What you have to do: Using the data beneath, show every line that includes the word "binding".

Given information:
***
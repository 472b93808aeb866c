//! Generic binding engine for JSON:API-style resource documents.
//!
//! # Main Components
//!
//! - [`ResourceSchema`] / [`SchemaBuilder`] - Per-type binding metadata
//! - [`ResourceRegistry`] - Immutable lookup of schemas and relationship repositories by type name
//! - [`IdKind`] - Identifier coercion from wire strings
//! - [`RelationshipRepository`] - Contract for linking an owner to related resources
//! - [`ResourceUpsert`] - The engine that binds a [`RequestDocument`] onto a new instance
//! - [`UpsertError`] / [`RegistryError`] - Error taxonomy
//!
//! # Testing
//!
//! See [`mock`] for a repository double that records calls and replays queued responses.

pub mod document;
pub mod error;
pub mod identifier;
pub mod mock;
pub mod registry;
pub mod repository;
pub mod resource;
pub mod schema;
pub mod upsert;

pub use document::{Attributes, Linkage, RelationshipValue, Relationships, RequestBody, RequestDocument};
pub use error::{ErrorData, ErrorSource, RegistryError, RepositoryError, UpsertError};
pub use identifier::{IdKind, ResourceId};
pub use registry::{RegistryBuilder, RegistryEntry, ResourceRegistry};
pub use repository::RelationshipRepository;
pub use resource::Resource;
pub use schema::{AttributeField, Cardinality, IdField, RelationshipField, ResourceSchema, SchemaBuilder};
pub use upsert::ResourceUpsert;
***
Answer to the problem:
//! Generic binding engine for JSON:API-style resource documents.
//! - [`ResourceSchema`] / [`SchemaBuilder`] - Per-type binding metadata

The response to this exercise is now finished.